Coding for Pleasure: Developing Killer Spare-Time Apps

Loose notes from the SXSW 2010 session Coding for Pleasure: Developing Killer Spare-Time Apps, hosted by :

Gina Trapani of Lifehacker and now author of Google Wave book. Also made BetterGmail and ThinkTank;
Matt Haughey – Fuelly – public social miles per gallon site, also creator of MetaFilter (now a 4-employee corporation); Adam Pash – MixTape.me (playlist/music sharing site). Also Belvedere and Texter.

What kinds of apps can you build in your spare time?

Things will atrophy. Don’t be afraid to kill things that don’t work.

What does Fuelly get for Matt? “I just made the app I wanted to exist.” Now has 25,000 users.

“Scratching your own itch” is the most common motivation.

The level/quality of tools out there with minimal effort is amazing. Frameworks and APIs make so much of this stuff easier.

Don’t start with the idea that you will be able to sell it or make a lot of money. Metafilter took six years to make money. There’s a long slog where nothing happens. You have to ride it out. If your motivation is money, you won’t be making any during the slog period. If you’re using your own app every day, you’ll be motivated to keep making it better.

The whitehouse is now going to use Gina’s ThinkTank app to solicit public opinion.

The internet is so ready to give you an answer. When you’re doing this stuff outside of work, the skills you learn make you better at work. And vice versa (my experience backs this up – tremendous overlap).

But everything takes longer than you think it will. There are no shortcuts and if your life isn’t structured to allow that investment you’re going to have problems.

The easiest thing to give up is TV. Two hours of veg time daily can be recaptured. Make a deadline for yourself out in the future. “I’m going to have this finished in a year.”

Don’t reinvent the wheel. use frameworks. Copy/paste snippets of code from various places. Be an efficient re-user.

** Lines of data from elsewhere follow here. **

//! Shared fixtures: a throwaway database plus scripted collaborators.

#![allow(dead_code)]

use std::sync::{Arc, Mutex};
use std::time::Duration;

use async_trait::async_trait;
use tempfile::TempDir;
use tokio::sync::mpsc;

use vera_core::{
    Answer, AnswerEngine, AnswerRequest, AnswerStream, AudioArtifact, ChatOrchestrator, ChatSettings,
    ConversationLedger, Database, Disconnected, EngineError, EngineResult, EventSink, IdentityStore,
    LedgerLimits, Origin, OutboundEvent, SessionAuthenticator, SpeechError, SpeechResult, SpeechSynthesizer,
    TokenSigner,
};

pub const SECRET: &str = "integration-test-secret";

pub struct Harness {
    _dir: TempDir,
    pub db: Database,
    pub ids: IdentityStore,
    pub auth: SessionAuthenticator,
    pub ledger: ConversationLedger,
}

impl Harness {
    pub fn new() -> Self {
        Self::with_ttl(chrono::Duration::hours(24))
    }

    pub fn with_ttl(ttl: chrono::Duration) -> Self {
        let dir = tempfile::tempdir().unwrap();
        let db = Database::open(dir.path().join("vera.db")).unwrap();
        let ids = IdentityStore::new(db.clone());
        ids.create("RID001", None).unwrap();
        ids.create("RID002", None).unwrap();
        Self {
            _dir: dir,
            auth: SessionAuthenticator::new(db.clone(), TokenSigner::new(SECRET), ttl),
            ledger: ConversationLedger::new(db.clone(), LedgerLimits::default()),
            ids,
            db,
        }
    }

    pub fn login(&self, research_id: &str) -> String {
        self.auth.issue_token(research_id, &Origin::default()).unwrap().token
    }

    pub fn orchestrator(
        &self,
        engine: Arc<dyn AnswerEngine>,
        speech: Option<Arc<dyn SpeechSynthesizer>>,
        settings: ChatSettings,
    ) -> ChatOrchestrator {
        ChatOrchestrator::new(self.auth.clone(), self.ledger.clone(), engine, speech, settings)
    }
}

/// Answers with a fixed script, optionally after a delay or with a failure.
#[derive(Default)]
pub struct ScriptedEngine {
    pub chunks: Vec<String>,
    pub delay: Option<Duration>,
    pub gap: Option<Duration>,
    pub fail: bool,
    /// Stream the chunks, then break off with a transport error.
    pub fail_mid_stream: bool,
    pub seen: Mutex<Vec<AnswerRequest>>,
}

impl ScriptedEngine {
    pub fn replying(chunks: &[&str]) -> Self {
        Self {
            chunks: chunks.iter().map(|c| c.to_string()).collect(),
            ..Default::default()
        }
    }

    pub fn last_request(&self) -> Option<AnswerRequest> {
        self.seen.lock().unwrap().last().cloned()
    }
}

#[async_trait]
impl AnswerEngine for ScriptedEngine {
    fn name(&self) -> &str {
        "scripted"
    }

    async fn answer(&self, request: AnswerRequest) -> EngineResult<Answer> {
        self.seen.lock().unwrap().push(request);
        if let Some(delay) = self.delay {
            tokio::time::sleep(delay).await;
        }
        if self.fail {
            return Err(EngineError::Api {
                status: 500,
                body: "scripted failure".into(),
            });
        }
        Ok(Answer {
            text: self.chunks.concat(),
            citations: Vec::new(),
        })
    }

    async fn stream(&self, request: AnswerRequest) -> EngineResult<AnswerStream> {
        self.seen.lock().unwrap().push(request);
        if self.fail {
            return Err(EngineError::Http("scripted failure".into()));
        }
        let (tx, rx) = mpsc::channel(8);
        let chunks = self.chunks.clone();
        let gap = self.gap;
        let fail_mid_stream = self.fail_mid_stream;
        tokio::spawn(async move {
            for chunk in chunks {
                if tx.send(Ok(chunk)).await.is_err() {
                    return;
                }
                if let Some(gap) = gap {
                    tokio::time::sleep(gap).await;
                }
            }
            if fail_mid_stream {
                let _ = tx.send(Err(EngineError::Interrupted("connection reset".into()))).await;
            }
        });
        Ok(rx)
    }
}

/// Speech that always succeeds or always fails.
pub struct FakeSpeech {
    pub fail: bool,
}

#[async_trait]
impl SpeechSynthesizer for FakeSpeech {
    async fn synthesize(&self, text: &str) -> SpeechResult<AudioArtifact> {
        if self.fail {
            return Err(SpeechError::Api {
                status: 503,
                body: "voice offline".into(),
            });
        }
        Ok(AudioArtifact {
            url: "/audio/fake.mp3".into(),
            bytes: text.as_bytes().to_vec(),
            mime_type: "audio/mpeg".into(),
        })
    }
}

/// Collects events. With `close_after_chunks`, the peer "leaves" once that
/// many chunks were delivered.
#[derive(Default)]
pub struct RecordingSink {
    pub events: Vec<OutboundEvent>,
    pub close_after_chunks: Option<usize>,
}

impl RecordingSink {
    pub fn chunk_count(&self) -> usize {
        self.events
            .iter()
            .filter(|e| matches!(e, OutboundEvent::Chunk { .. }))
            .count()
    }
}

#[async_trait]
impl EventSink for RecordingSink {
    async fn emit(&mut self, event: OutboundEvent) -> Result<(), Disconnected> {
        self.events.push(event);
        Ok(())
    }

    async fn closed(&mut self) {
        match self.close_after_chunks {
            Some(n) if self.chunk_count() >= n => {}
            _ => std::future::pending::<()>().await,
        }
    }
}
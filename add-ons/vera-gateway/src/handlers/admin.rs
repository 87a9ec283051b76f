//! Admin surface: research ID management and usage statistics.

use axum::extract::{Path, Query, State};
use axum::Json;
use serde::Deserialize;
use vera_core::{blocking, IdentityDetail, UsageStats};

use crate::error::ApiResult;
use crate::extract::AdminGuard;
use crate::state::AppState;

fn default_active() -> bool {
    true
}

#[derive(Debug, Deserialize)]
pub struct CreateResearchId {
    pub research_id: String,
    #[serde(default)]
    pub notes: Option<String>,
    #[serde(default = "default_active")]
    pub is_active: bool,
}

pub async fn create_research_id(
    _admin: AdminGuard,
    State(state): State<AppState>,
    Json(req): Json<CreateResearchId>,
) -> ApiResult<Json<IdentityDetail>> {
    let (identities, admin) = (state.identities.clone(), state.admin.clone());
    let detail = blocking(move || {
        let created = identities.create_with_status(&req.research_id, req.notes.as_deref(), req.is_active)?;
        admin.identity_detail(&created.research_id)
    })
    .await?;
    tracing::info!(target: "vera::admin", research_id = %detail.identity.research_id, "Research ID created by admin");
    Ok(Json(detail))
}

#[derive(Debug, Default, Deserialize)]
pub struct ListQuery {
    #[serde(default)]
    pub include_inactive: bool,
}

pub async fn list_research_ids(
    _admin: AdminGuard,
    State(state): State<AppState>,
    Query(q): Query<ListQuery>,
) -> ApiResult<Json<Vec<IdentityDetail>>> {
    let admin = state.admin.clone();
    Ok(Json(blocking(move || admin.list_details(q.include_inactive)).await?))
}

pub async fn get_research_id(
    _admin: AdminGuard,
    State(state): State<AppState>,
    Path(research_id): Path<String>,
) -> ApiResult<Json<IdentityDetail>> {
    let admin = state.admin.clone();
    Ok(Json(blocking(move || admin.identity_detail(&research_id)).await?))
}

#[derive(Debug, Deserialize)]
pub struct UpdateResearchId {
    #[serde(default)]
    pub is_active: Option<bool>,
    #[serde(default)]
    pub notes: Option<String>,
}

pub async fn update_research_id(
    _admin: AdminGuard,
    State(state): State<AppState>,
    Path(research_id): Path<String>,
    Json(req): Json<UpdateResearchId>,
) -> ApiResult<Json<IdentityDetail>> {
    let (identities, admin) = (state.identities.clone(), state.admin.clone());
    let detail = blocking(move || {
        // Existence check first so an empty patch on an unknown id is still 404.
        identities.get(&research_id)?;
        if let Some(active) = req.is_active {
            identities.set_active(&research_id, active)?;
        }
        if let Some(notes) = req.notes.as_deref() {
            identities.update_notes(&research_id, Some(notes))?;
        }
        admin.identity_detail(&research_id)
    })
    .await?;
    Ok(Json(detail))
}

/// Deactivates; research IDs are never hard-deleted.
pub async fn deactivate_research_id(
    _admin: AdminGuard,
    State(state): State<AppState>,
    Path(research_id): Path<String>,
) -> ApiResult<Json<IdentityDetail>> {
    let (identities, admin) = (state.identities.clone(), state.admin.clone());
    let detail = blocking(move || {
        identities.set_active(&research_id, false)?;
        admin.identity_detail(&research_id)
    })
    .await?;
    tracing::info!(target: "vera::admin", research_id = %detail.identity.research_id, "Research ID deactivated");
    Ok(Json(detail))
}

pub async fn stats(_admin: AdminGuard, State(state): State<AppState>) -> ApiResult<Json<UsageStats>> {
    let admin = state.admin.clone();
    Ok(Json(blocking(move || admin.stats()).await?))
}
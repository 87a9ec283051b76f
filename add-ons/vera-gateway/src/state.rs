//! Shared handler state. Every collaborator is built once at startup and
//! passed in explicitly.

use std::sync::Arc;

use vera_core::{
    AdminQueries, AnswerEngine, ChatOrchestrator, ChatSettings, ConversationLedger, CoreConfig, Database,
    IdentityStore, LedgerLimits, SessionAuthenticator, SpeechSynthesizer, TokenSigner,
};

#[derive(Clone)]
pub struct AppState {
    pub config: Arc<CoreConfig>,
    pub identities: IdentityStore,
    pub admin: AdminQueries,
    pub chat: ChatOrchestrator,
}

impl AppState {
    /// Open the database and build the configured engine and synthesizer.
    pub fn build(config: CoreConfig) -> Result<Self, String> {
        let db = Database::open(&config.server.database_path)
            .map_err(|e| format!("cannot open database {}: {}", config.server.database_path, e))?;
        let engine = vera_router::engine_from_config(&config.engine).map_err(|e| e.to_string())?;
        let speech = vera_voice::synthesizer_from_config(&config.speech, &config.server.audio_dir)
            .map_err(|e| e.to_string())?;
        Ok(Self::from_parts(config, db, engine, speech))
    }

    pub fn from_parts(
        config: CoreConfig,
        db: Database,
        engine: Arc<dyn AnswerEngine>,
        speech: Option<Arc<dyn SpeechSynthesizer>>,
    ) -> Self {
        let auth = SessionAuthenticator::new(
            db.clone(),
            TokenSigner::new(config.auth.secret_key.trim()),
            config.auth.token_ttl(),
        );
        let ledger = ConversationLedger::new(
            db.clone(),
            LedgerLimits {
                max_content_chars: config.chat.max_content_chars,
                max_history_limit: config.chat.max_history_limit,
            },
        );
        let chat = ChatOrchestrator::new(auth, ledger, engine, speech, ChatSettings::from(&config.chat));
        Self {
            identities: IdentityStore::new(db.clone()),
            admin: AdminQueries::new(db),
            chat,
            config: Arc::new(config),
        }
    }
}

There are plugins for everything.

You can learn enough of any language in six weeks to get a good start on our idea, no matter what it is.

Big props from Matt Haughey on the PSD2HTML service – 24 hour turnaround for top-notch CSS/HTML for $100.

Trapani: I never hire anyone but I barter. My build skills for your design skills. If you’re a designer, make friends with a developer, and vice versa. Work on those synergies.

Github is a social network for programmers. “There’s nothing better than waking up to a pull request from someone who checked out your code and contributed changes back in.”

Matt’s had bad experiences with open sourcing stuff. But then again he’s hobbled by using a non-OSS lanuage (ColdFusion). When he opened it up suddenly the world wanted to turn his app into something he never envisioned. Suddenly there were fights on the mailing lists, big management headaches. Wished he had kept the source to himself. Open source is a management problem. You get free contributions but you have to deal with all the people who write crap code or who see things very differently than you envision. On the other hand there’s also no guarantee that anyone will care. You’re going to need 10,000 users before you get 50 programmers, and out of those only one or two will actually be good programmers.

What about liability and legal? Pash wrote an MP3 sharing service and really opened himself up. Cost about $800 to become an LLC, which can insulate you personally from damages accrued to your company.

How do you get users? You could spend six months and end up with 5 users. Integrate with your communications. Make badges. Use social networks. If you’re on Flickr, Vimeo, join groups, create groups.

No blogger wants to hear from a PR person. They want to hear from the developers (that’s you).

Recommended : peepcode.com. Screencasts that let you look over the shoulder of an expert.

One of the reasons why these self-built itch-scratching apps rock so hard is because there’s no design by committee – they benefit from a single unified vision. They’re consistent.

In this territory, even being able to cover hosting costs is dreaming big.